• [Extracted records]:
--

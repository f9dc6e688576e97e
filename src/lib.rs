pub mod app;
pub mod archive;
pub mod catalog;
pub mod config;
pub mod domain;
pub mod error;
pub mod fetcher;
pub mod http;
pub mod output;
pub mod pipeline;
pub mod sources;
pub mod store;
pub mod transform;
use std::ffi::OsString;
use std::fs;
use std::io;
use std::path::{Path, PathBuf};

use tracing::debug;
use zip::write::SimpleFileOptions;
use zip::{CompressionMethod, DateTime, ZipArchive, ZipWriter};

use crate::error::ChapterboxError;

pub const ARCHIVE_EXTENSION: &str = "cbz";

pub fn archive_path_for(staging_dir: &Path) -> PathBuf {
    let mut name = OsString::from(staging_dir.as_os_str());
    name.push(".");
    name.push(ARCHIVE_EXTENSION);
    PathBuf::from(name)
}

pub fn package_directory(staging_dir: &Path) -> Result<PathBuf, ChapterboxError> {
    let entries = sorted_entries(staging_dir)?;
    let archive_path = archive_path_for(staging_dir);
    write_archive(&archive_path, &entries)?;
    verify_archive(&archive_path, entries.len())?;
    debug!(archive = %archive_path.display(), entries = entries.len(), "archive written");

    fs::remove_dir_all(staging_dir).map_err(|err| {
        ChapterboxError::Packaging(format!("remove {}: {err}", staging_dir.display()))
    })?;
    Ok(archive_path)
}

pub fn sorted_entries(dir: &Path) -> Result<Vec<PathBuf>, ChapterboxError> {
    let read = fs::read_dir(dir)
        .map_err(|err| ChapterboxError::Packaging(format!("read {}: {err}", dir.display())))?;
    let mut files = Vec::new();
    for entry in read {
        let entry = entry.map_err(|err| ChapterboxError::Packaging(err.to_string()))?;
        let path = entry.path();
        if path.is_file() {
            files.push(path);
        }
    }
    files.sort_by(|a, b| a.file_name().cmp(&b.file_name()));
    Ok(files)
}

fn write_archive(archive_path: &Path, entries: &[PathBuf]) -> Result<(), ChapterboxError> {
    let file = fs::File::create(archive_path).map_err(|err| {
        ChapterboxError::Packaging(format!("create {}: {err}", archive_path.display()))
    })?;
    let mut zip = ZipWriter::new(file);
    let options = SimpleFileOptions::default()
        .compression_method(CompressionMethod::Deflated)
        .last_modified_time(DateTime::default())
        .unix_permissions(0o644);

    for path in entries {
        let name = path
            .file_name()
            .and_then(|name| name.to_str())
            .ok_or_else(|| {
                ChapterboxError::Packaging(format!("non-utf8 file name: {}", path.display()))
            })?;
        zip.start_file(name, options)
            .map_err(|err| ChapterboxError::Packaging(format!("{name}: {err}")))?;
        let mut source = fs::File::open(path)
            .map_err(|err| ChapterboxError::Packaging(format!("open {name}: {err}")))?;
        io::copy(&mut source, &mut zip)
            .map_err(|err| ChapterboxError::Packaging(format!("copy {name}: {err}")))?;
    }

    zip.finish()
        .map_err(|err| ChapterboxError::Packaging(err.to_string()))?;
    Ok(())
}

fn verify_archive(archive_path: &Path, expected_entries: usize) -> Result<(), ChapterboxError> {
    validate_archive(archive_path).map_err(|err| {
        ChapterboxError::Packaging(format!("verify {}: {err}", archive_path.display()))
    })?;
    let written = entry_names(archive_path)
        .map_err(|err| ChapterboxError::Packaging(err.to_string()))?
        .len();
    if written != expected_entries {
        return Err(ChapterboxError::Packaging(format!(
            "{} holds {written} entries, expected {expected_entries}",
            archive_path.display()
        )));
    }
    Ok(())
}

pub fn entry_names(archive_path: &Path) -> Result<Vec<String>, ChapterboxError> {
    let mut archive = open_archive(archive_path)?;
    let mut names = Vec::with_capacity(archive.len());
    for i in 0..archive.len() {
        let entry = archive
            .by_index(i)
            .map_err(|err| ChapterboxError::Filesystem(err.to_string()))?;
        names.push(entry.name().to_string());
    }
    Ok(names)
}

pub fn validate_archive(archive_path: &Path) -> Result<(), ChapterboxError> {
    let mut archive = open_archive(archive_path)?;
    for i in 0..archive.len() {
        let mut entry = archive
            .by_index(i)
            .map_err(|err| ChapterboxError::Filesystem(err.to_string()))?;
        if entry.is_dir() {
            continue;
        }
        io::copy(&mut entry, &mut io::sink())
            .map_err(|err| ChapterboxError::Filesystem(err.to_string()))?;
    }
    Ok(())
}

fn open_archive(archive_path: &Path) -> Result<ZipArchive<fs::File>, ChapterboxError> {
    let file = fs::File::open(archive_path).map_err(|err| {
        ChapterboxError::Filesystem(format!("open archive {}: {err}", archive_path.display()))
    })?;
    ZipArchive::new(file).map_err(|err| ChapterboxError::Filesystem(err.to_string()))
}
use std::process::ExitCode;

use chrono::Utc;
use clap::{Args, Parser, Subcommand};
use miette::IntoDiagnostic;
use tracing::info;
use tracing_subscriber::EnvFilter;

use chapterbox::app::{App, DownloadReport, ProgressSink};
use chapterbox::catalog::MangadexCatalog;
use chapterbox::config::{
    ConfigLoader, ResolvedConfig, default_last_run_path, load_last_run, save_last_run,
};
use chapterbox::domain::MangaWithChapters;
use chapterbox::error::ChapterboxError;
use chapterbox::fetcher::{AbortSignal, BoundedFetcher};
use chapterbox::http::ReqwestHttpClient;
use chapterbox::output::{JsonOutput, OutputMode, TextOutput};
use chapterbox::pipeline::ChapterPipeline;
use chapterbox::sources::SourceResolver;
use chapterbox::store::Store;

#[derive(Parser)]
#[command(name = "chapterbox")]
#[command(about = "Download followed manga chapters as CBZ archives")]
#[command(version, author)]
struct Cli {
    #[arg(long, global = true)]
    config: Option<String>,

    #[arg(long, global = true)]
    json: bool,

    #[command(subcommand)]
    command: Option<Commands>,
}

#[derive(Subcommand)]
enum Commands {
    #[command(about = "Download unread chapters from followed manga since the last run")]
    Feed,
    #[command(about = "Download every chapter of one manga")]
    Full(FullArgs),
    #[command(about = "List manga recorded in the local library")]
    List,
}

#[derive(Args)]
struct FullArgs {
    #[arg(long)]
    url: String,
}

fn main() -> ExitCode {
    if let Err(report) = run() {
        eprintln!("{report:?}");
        if let Some(err) = report.downcast_ref::<ChapterboxError>() {
            return ExitCode::from(map_exit_code(err));
        }
        return ExitCode::from(1);
    }
    ExitCode::SUCCESS
}

fn map_exit_code(error: &ChapterboxError) -> u8 {
    match error {
        ChapterboxError::MissingConfig(_)
        | ChapterboxError::ConfigRead(_)
        | ChapterboxError::ConfigParse(_)
        | ChapterboxError::InvalidConfig(_)
        | ChapterboxError::InvalidMangaUrl(_) => 2,
        ChapterboxError::Http(_)
        | ChapterboxError::HttpStatus { .. }
        | ChapterboxError::Catalog(_)
        | ChapterboxError::CatalogStatus { .. }
        | ChapterboxError::MissingManga(_) => 3,
        ChapterboxError::PartialFailure { .. } => 4,
        ChapterboxError::Cancelled => 130,
        _ => 1,
    }
}

fn run() -> miette::Result<()> {
    let filter =
        EnvFilter::try_from_default_env().unwrap_or_else(|_| EnvFilter::new("chapterbox=info"));
    tracing_subscriber::fmt()
        .with_env_filter(filter)
        .with_target(false)
        .with_writer(std::io::stderr)
        .init();

    let cli = Cli::parse();
    let output_mode = if cli.json {
        OutputMode::Json
    } else {
        OutputMode::Text
    };
    let resolved = ConfigLoader::resolve(cli.config.as_deref())?;
    let http = ReqwestHttpClient::new()?;
    let mut catalog = MangadexCatalog::new(http.inner().clone(), &resolved.language);
    let app = build_app(&resolved, http)?;

    match cli.command.unwrap_or(Commands::Feed) {
        Commands::Feed => {
            let last_run_path = default_last_run_path()?;
            let started = Utc::now();
            let since = load_last_run(&last_run_path, started)?;
            catalog.login(&resolved.credentials)?;
            let feed = catalog.followed_feed(since)?;
            info!(since = %since, manga = feed.len(), "feed resolved");
            download(&app, &feed, &catalog, output_mode)?;
            save_last_run(&last_run_path, started)?;
            Ok(())
        }
        Commands::Full(args) => {
            catalog.login(&resolved.credentials)?;
            let manga = catalog.manga_chapters(&args.url)?;
            download(&app, &[manga], &catalog, output_mode)
        }
        Commands::List => {
            let result = app.list()?;
            match output_mode {
                OutputMode::Json => JsonOutput::print_list(&result).into_diagnostic(),
                OutputMode::Text => TextOutput::print_list(&result).into_diagnostic(),
            }
        }
    }
}

fn build_app(
    resolved: &ResolvedConfig,
    http: ReqwestHttpClient,
) -> Result<App<ReqwestHttpClient, Store>, ChapterboxError> {
    let store = Store::new(resolved.download_path.clone())?;
    let pipeline = ChapterPipeline::new(
        SourceResolver::with_default_sources(),
        http,
        BoundedFetcher::new(resolved.page_concurrency),
    );
    Ok(App::new(store.clone(), store, pipeline, &resolved.language))
}

fn download(
    app: &App<ReqwestHttpClient, Store>,
    manga: &[MangaWithChapters],
    catalog: &MangadexCatalog,
    output_mode: OutputMode,
) -> miette::Result<()> {
    let sink: &dyn ProgressSink = match output_mode {
        OutputMode::Json => &JsonOutput,
        OutputMode::Text => &TextOutput,
    };
    let report = app.download_manga(manga, catalog, &AbortSignal::new(), sink)?;
    print_report(&report, output_mode)?;
    report.into_result()?;
    Ok(())
}

fn print_report(report: &DownloadReport, output_mode: OutputMode) -> miette::Result<()> {
    match output_mode {
        OutputMode::Json => JsonOutput::print_report(report).into_diagnostic(),
        OutputMode::Text => TextOutput::print_report(report).into_diagnostic(),
    }
}
use std::fs;
use std::path::{Path, PathBuf};
use std::sync::LazyLock;

use camino::{Utf8Path, Utf8PathBuf};
use directories::ProjectDirs;
use regex::Regex;
use serde::{Deserialize, Serialize};
use tempfile::NamedTempFile;
use tracing::warn;

use crate::archive::ARCHIVE_EXTENSION;
use crate::domain::Manga;
use crate::error::ChapterboxError;

pub const COVER_FILE_NAME: &str = "cover.jpg";

static ILLEGAL_CHARS: LazyLock<Regex> =
    LazyLock::new(|| Regex::new(r#"[\\/:*?"<>|\x00-\x1f]"#).expect("illegal chars pattern"));

pub trait MangaLibrary: Send + Sync {
    fn record_manga(
        &self,
        manga: &Manga,
        title: &str,
        language: &str,
        directory: &Utf8Path,
    ) -> Result<(), ChapterboxError>;
}

#[derive(Debug, Clone)]
pub struct Store {
    download_root: Utf8PathBuf,
    metadata_root: Utf8PathBuf,
}

impl Store {
    pub fn new(download_root: Utf8PathBuf) -> Result<Self, ChapterboxError> {
        let metadata_root = ProjectDirs::from("", "", "chapterbox")
            .and_then(|dirs| Utf8PathBuf::from_path_buf(dirs.data_dir().join("library")).ok())
            .ok_or_else(|| {
                ChapterboxError::Filesystem("unable to resolve data directory".to_string())
            })?;
        Ok(Self {
            download_root,
            metadata_root,
        })
    }

    pub fn new_with_paths(download_root: Utf8PathBuf, metadata_root: Utf8PathBuf) -> Self {
        Self {
            download_root,
            metadata_root,
        }
    }

    pub fn download_root(&self) -> &Utf8Path {
        &self.download_root
    }

    pub fn metadata_root(&self) -> &Utf8Path {
        &self.metadata_root
    }

    pub fn ensure_download_root(&self) -> Result<(), ChapterboxError> {
        fs::create_dir_all(self.download_root.as_std_path())
            .map_err(|err| ChapterboxError::Filesystem(err.to_string()))
    }

    pub fn manga_dir(&self, title: &str) -> Utf8PathBuf {
        self.download_root.join(sanitize_component(title))
    }

    pub fn ensure_manga_dir(&self, title: &str) -> Result<Utf8PathBuf, ChapterboxError> {
        let dir = self.manga_dir(title);
        fs::create_dir_all(dir.as_std_path()).map_err(|err| {
            ChapterboxError::Filesystem(format!("create manga directory {dir}: {err}"))
        })?;
        Ok(dir)
    }

    pub fn metadata_path(&self, manga_id: &str) -> Utf8PathBuf {
        self.metadata_root
            .join("manga")
            .join(format!("{}.json", sanitize_component(manga_id)))
    }

    pub fn write_record(&self, record: &MangaRecord) -> Result<(), ChapterboxError> {
        write_json_atomic(self.metadata_path(&record.id).as_std_path(), record)
    }

    pub fn read_record(&self, manga_id: &str) -> Result<Option<MangaRecord>, ChapterboxError> {
        let path = self.metadata_path(manga_id);
        if !path.as_std_path().exists() {
            return Ok(None);
        }
        let content = fs::read_to_string(path.as_std_path())
            .map_err(|err| ChapterboxError::Filesystem(err.to_string()))?;
        serde_json::from_str(&content)
            .map(Some)
            .map_err(|err| ChapterboxError::Filesystem(format!("{path}: {err}")))
    }

    pub fn list_records(&self) -> Result<Vec<MangaRecord>, ChapterboxError> {
        let root = self.metadata_root.join("manga");
        if !root.as_std_path().exists() {
            return Ok(Vec::new());
        }
        let mut records = Vec::new();
        for entry in fs::read_dir(root.as_std_path())
            .map_err(|err| ChapterboxError::Filesystem(err.to_string()))?
        {
            let path = entry
                .map_err(|err| ChapterboxError::Filesystem(err.to_string()))?
                .path();
            if !path.is_file() || path.extension().map(|ext| ext != "json").unwrap_or(true) {
                continue;
            }
            let content = fs::read_to_string(&path)
                .map_err(|err| ChapterboxError::Filesystem(err.to_string()))?;
            match serde_json::from_str::<MangaRecord>(&content) {
                Ok(record) => records.push(record),
                Err(err) => {
                    warn!(path = %path.display(), error = %err, "skipping unreadable record")
                }
            }
        }
        records.sort_by(|a, b| a.title.cmp(&b.title));
        Ok(records)
    }
}

impl MangaLibrary for Store {
    fn record_manga(
        &self,
        manga: &Manga,
        title: &str,
        language: &str,
        directory: &Utf8Path,
    ) -> Result<(), ChapterboxError> {
        let existing = self.read_record(&manga.id)?;
        let record = MangaRecord {
            id: manga.id.clone(),
            title: title.to_string(),
            directory: directory.to_string(),
            description: manga.description(language).map(str::to_string),
            status: manga.attributes.status.clone(),
            year: manga.attributes.year,
            recorded_at: existing
                .map(|record| record.recorded_at)
                .unwrap_or_else(iso_timestamp),
            updated_at: iso_timestamp(),
        };
        self.write_record(&record)
    }
}

#[derive(Debug, Clone, PartialEq, Eq, Serialize, Deserialize)]
pub struct MangaRecord {
    pub id: String,
    pub title: String,
    pub directory: String,
    pub description: Option<String>,
    pub status: Option<String>,
    pub year: Option<i32>,
    pub recorded_at: String,
    pub updated_at: String,
}

pub fn sanitize_component(value: &str) -> String {
    let replaced = ILLEGAL_CHARS.replace_all(value.trim(), "_");
    let trimmed = replaced.trim_end_matches(['.', ' ']);
    if trimmed.is_empty() || trimmed == ".." {
        return "_".to_string();
    }
    trimmed.to_string()
}

pub fn archive_path(manga_dir: &Path, chapter_number: &str) -> PathBuf {
    manga_dir.join(format!(
        "{}.{ARCHIVE_EXTENSION}",
        sanitize_component(chapter_number)
    ))
}

pub fn staging_dir(manga_dir: &Path, chapter_number: &str) -> PathBuf {
    manga_dir.join(sanitize_component(chapter_number))
}

pub fn cover_path(manga_dir: &Path) -> PathBuf {
    manga_dir.join(COVER_FILE_NAME)
}

pub fn prepare_staging_dir(path: &Path) -> Result<(), ChapterboxError> {
    if path.exists() {
        warn!(path = %path.display(), "removing stale staging directory");
        fs::remove_dir_all(path).map_err(|err| {
            ChapterboxError::Filesystem(format!("remove stale {}: {err}", path.display()))
        })?;
    }
    fs::create_dir_all(path).map_err(|err| {
        ChapterboxError::Filesystem(format!("create chapter directory {}: {err}", path.display()))
    })
}

pub(crate) fn write_json_atomic<T: Serialize>(
    path: &Path,
    value: &T,
) -> Result<(), ChapterboxError> {
    let parent = path.parent().ok_or_else(|| {
        ChapterboxError::Filesystem(format!("{} has no parent", path.display()))
    })?;
    fs::create_dir_all(parent).map_err(|err| ChapterboxError::Filesystem(err.to_string()))?;
    let mut tmp = NamedTempFile::new_in(parent)
        .map_err(|err| ChapterboxError::Filesystem(err.to_string()))?;
    serde_json::to_writer_pretty(&mut tmp, value)
        .map_err(|err| ChapterboxError::Filesystem(err.to_string()))?;
    tmp.persist(path)
        .map_err(|err| ChapterboxError::Filesystem(format!("{}: {err}", path.display())))?;
    Ok(())
}

fn iso_timestamp() -> String {
    chrono::Utc::now().to_rfc3339()
}
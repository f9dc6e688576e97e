use std::collections::BTreeMap;

use serde::{Deserialize, Serialize};
use serde_json::Value;
use url::Url;

pub const MISSING_CHAPTER_NUMBER: &str = "-";

#[derive(Debug, Clone, Default, PartialEq, Eq, Serialize, Deserialize)]
#[serde(from = "LocalisedRepr")]
pub struct LocalisedStrings(BTreeMap<String, String>);

#[derive(Deserialize)]
#[serde(untagged)]
enum LocalisedRepr {
    Map(BTreeMap<String, String>),
    List(Vec<BTreeMap<String, String>>),
}

impl From<LocalisedRepr> for LocalisedStrings {
    fn from(value: LocalisedRepr) -> Self {
        match value {
            LocalisedRepr::Map(map) => Self(map),
            LocalisedRepr::List(list) => Self(list.into_iter().flatten().collect()),
        }
    }
}

impl LocalisedStrings {
    pub fn new<I, K, V>(values: I) -> Self
    where
        I: IntoIterator<Item = (K, V)>,
        K: Into<String>,
        V: Into<String>,
    {
        Self(
            values
                .into_iter()
                .map(|(key, value)| (key.into(), value.into()))
                .collect(),
        )
    }

    pub fn get(&self, language: &str) -> Option<&str> {
        self.0
            .get(language)
            .map(String::as_str)
            .filter(|value| !value.is_empty())
    }

    pub fn first(&self) -> Option<&str> {
        self.0
            .values()
            .map(String::as_str)
            .find(|value| !value.is_empty())
    }

    pub fn is_empty(&self) -> bool {
        self.first().is_none()
    }
}

#[derive(Debug, Clone, Default, Deserialize)]
#[serde(rename_all = "camelCase", default)]
pub struct MangaAttributes {
    pub title: LocalisedStrings,
    pub alt_titles: LocalisedStrings,
    pub description: LocalisedStrings,
    pub original_language: Option<String>,
    pub status: Option<String>,
    pub year: Option<i32>,
    pub content_rating: Option<String>,
}

#[derive(Debug, Clone, Default, Deserialize)]
#[serde(rename_all = "camelCase", default)]
pub struct CoverArtAttributes {
    pub description: Option<String>,
    pub volume: Option<String>,
    pub file_name: String,
    pub locale: Option<String>,
}

#[derive(Debug, Clone)]
pub enum Relationship {
    Manga {
        id: String,
        attributes: Option<MangaAttributes>,
    },
    CoverArt {
        id: String,
        attributes: Option<CoverArtAttributes>,
    },
    Opaque {
        id: String,
        kind: String,
        attributes: Option<Value>,
    },
}

#[derive(Deserialize)]
struct RawRelationship {
    id: String,
    #[serde(rename = "type")]
    kind: String,
    #[serde(default)]
    attributes: Option<Value>,
}

impl TryFrom<RawRelationship> for Relationship {
    type Error = String;

    fn try_from(raw: RawRelationship) -> Result<Self, Self::Error> {
        fn decode<T: for<'de> Deserialize<'de>>(
            kind: &str,
            attributes: Option<Value>,
        ) -> Result<Option<T>, String> {
            attributes
                .filter(|value| !value.is_null())
                .map(serde_json::from_value)
                .transpose()
                .map_err(|err| format!("relationship of type {kind}: {err}"))
        }

        match raw.kind.as_str() {
            "manga" => Ok(Relationship::Manga {
                attributes: decode(&raw.kind, raw.attributes)?,
                id: raw.id,
            }),
            "cover_art" => Ok(Relationship::CoverArt {
                attributes: decode(&raw.kind, raw.attributes)?,
                id: raw.id,
            }),
            _ => Ok(Relationship::Opaque {
                id: raw.id,
                kind: raw.kind,
                attributes: raw.attributes,
            }),
        }
    }
}

impl<'de> Deserialize<'de> for Relationship {
    fn deserialize<D>(deserializer: D) -> Result<Self, D::Error>
    where
        D: serde::Deserializer<'de>,
    {
        let raw = RawRelationship::deserialize(deserializer)?;
        Relationship::try_from(raw).map_err(serde::de::Error::custom)
    }
}

impl Relationship {
    pub fn id(&self) -> &str {
        match self {
            Relationship::Manga { id, .. }
            | Relationship::CoverArt { id, .. }
            | Relationship::Opaque { id, .. } => id,
        }
    }
}

#[derive(Debug, Clone, Default, Deserialize)]
pub struct Manga {
    pub id: String,
    #[serde(default)]
    pub attributes: MangaAttributes,
    #[serde(default)]
    pub relationships: Vec<Relationship>,
}

impl Manga {
    pub fn title(&self, language: &str) -> String {
        let attributes = &self.attributes;
        attributes
            .title
            .get(language)
            .or_else(|| attributes.title.first())
            .or_else(|| attributes.alt_titles.get(language))
            .or_else(|| attributes.alt_titles.first())
            .unwrap_or(self.id.as_str())
            .to_string()
    }

    pub fn description(&self, language: &str) -> Option<&str> {
        self.attributes
            .description
            .get(language)
            .or_else(|| self.attributes.description.first())
    }

    pub fn cover_file_name(&self) -> Option<&str> {
        self.relationships.iter().find_map(|rel| match rel {
            Relationship::CoverArt {
                attributes: Some(attributes),
                ..
            } if !attributes.file_name.is_empty() => Some(attributes.file_name.as_str()),
            _ => None,
        })
    }
}

#[derive(Debug, Clone, Default, Deserialize)]
#[serde(rename_all = "camelCase", default)]
pub struct ChapterAttributes {
    pub title: Option<String>,
    pub volume: Option<String>,
    pub chapter: Option<String>,
    pub translated_language: Option<String>,
    pub external_url: Option<String>,
    pub pages: Option<u32>,
    pub publish_at: Option<String>,
}

#[derive(Debug, Clone, Default, Deserialize)]
pub struct Chapter {
    pub id: String,
    #[serde(default)]
    pub attributes: ChapterAttributes,
    #[serde(default)]
    pub relationships: Vec<Relationship>,
}

impl Chapter {
    pub fn new(id: &str, number: Option<&str>, external_url: Option<&str>) -> Self {
        Self {
            id: id.to_string(),
            attributes: ChapterAttributes {
                chapter: number.map(str::to_string),
                external_url: external_url.map(str::to_string),
                ..ChapterAttributes::default()
            },
            relationships: Vec::new(),
        }
    }

    pub fn number(&self) -> &str {
        self.attributes
            .chapter
            .as_deref()
            .filter(|value| !value.trim().is_empty())
            .unwrap_or(MISSING_CHAPTER_NUMBER)
    }

    pub fn external_url(&self) -> Option<&str> {
        self.attributes
            .external_url
            .as_deref()
            .filter(|value| !value.trim().is_empty())
    }

    pub fn origin_host(&self) -> String {
        match self.external_url() {
            Some(raw) => Url::parse(raw)
                .ok()
                .and_then(|url| url.host_str().map(str::to_string))
                .unwrap_or_else(|| raw.to_string()),
            None => "mangadex.org".to_string(),
        }
    }

    pub fn manga(&self) -> Option<Manga> {
        self.relationships.iter().find_map(|rel| match rel {
            Relationship::Manga { id, attributes } => Some(Manga {
                id: id.clone(),
                attributes: attributes.clone().unwrap_or_default(),
                relationships: Vec::new(),
            }),
            _ => None,
        })
    }
}

#[derive(Debug, Clone)]
pub struct FeedChapter {
    pub chapter: Chapter,
    pub is_read: bool,
}

impl FeedChapter {
    pub fn unread(chapter: Chapter) -> Self {
        Self {
            chapter,
            is_read: false,
        }
    }
}

#[derive(Debug, Clone)]
pub struct MangaWithChapters {
    pub manga: Manga,
    pub chapters: Vec<FeedChapter>,
}

#[derive(Debug, Clone, PartialEq, Eq)]
pub struct Page {
    pub index: usize,
    pub url: String,
    pub fallback_url: Option<String>,
    pub encryption_key: Option<String>,
    pub headers: Vec<(String, String)>,
}

impl Page {
    pub fn new(index: usize, url: impl Into<String>) -> Self {
        Self {
            index,
            url: url.into(),
            fallback_url: None,
            encryption_key: None,
            headers: Vec::new(),
        }
    }

    pub fn with_fallback(mut self, url: impl Into<String>) -> Self {
        self.fallback_url = Some(url.into());
        self
    }

    pub fn with_encryption_key(mut self, key: impl Into<String>) -> Self {
        self.encryption_key = Some(key.into());
        self
    }

    pub fn with_header(mut self, name: impl Into<String>, value: impl Into<String>) -> Self {
        self.headers.push((name.into(), value.into()));
        self
    }

    pub fn extension(&self) -> String {
        image_extension(&self.url)
    }
}

pub fn image_extension(raw: &str) -> String {
    let path = match Url::parse(raw) {
        Ok(url) => url.path().to_string(),
        Err(_) => raw
            .split(['?', '#'])
            .next()
            .unwrap_or_default()
            .to_string(),
    };
    let name = path.rsplit('/').next().unwrap_or_default();
    match name.rsplit_once('.') {
        Some((stem, ext))
            if !stem.is_empty()
                && !ext.is_empty()
                && ext.len() <= 5
                && ext.chars().all(|ch| ch.is_ascii_alphanumeric()) =>
        {
            ext.to_ascii_lowercase()
        }
        _ => "jpg".to_string(),
    }
}

pub fn page_file_name(index: usize, page_count: usize, extension: &str) -> String {
    let width = page_count.max(1).to_string().len().max(3);
    format!("{index:0width$}.{extension}")
}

--

• [Exercise]:
Repeat the material word for word from its opening line up to and including the line containing "pub fn package_directory(staging_dir: &Path)".

• [Output below]:
repository f9dc6e688576e97e
filename src/lib.rs
pub mod app;
pub mod archive;
pub mod catalog;
pub mod config;
pub mod domain;
pub mod error;
pub mod fetcher;
pub mod http;
pub mod output;
pub mod pipeline;
pub mod sources;
pub mod store;
pub mod transform;
use std::ffi::OsString;
use std::fs;
use std::io;
use std::path::{Path, PathBuf};

use tracing::debug;
use zip::write::SimpleFileOptions;
use zip::{CompressionMethod, DateTime, ZipArchive, ZipWriter};

use crate::error::ChapterboxError;

pub const ARCHIVE_EXTENSION: &str = "cbz";

pub fn archive_path_for(staging_dir: &Path) -> PathBuf {
    let mut name = OsString::from(staging_dir.as_os_str());
    name.push(".");
    name.push(ARCHIVE_EXTENSION);
    PathBuf::from(name)
}

pub fn package_directory(staging_dir: &Path) -> Result<PathBuf, ChapterboxError> {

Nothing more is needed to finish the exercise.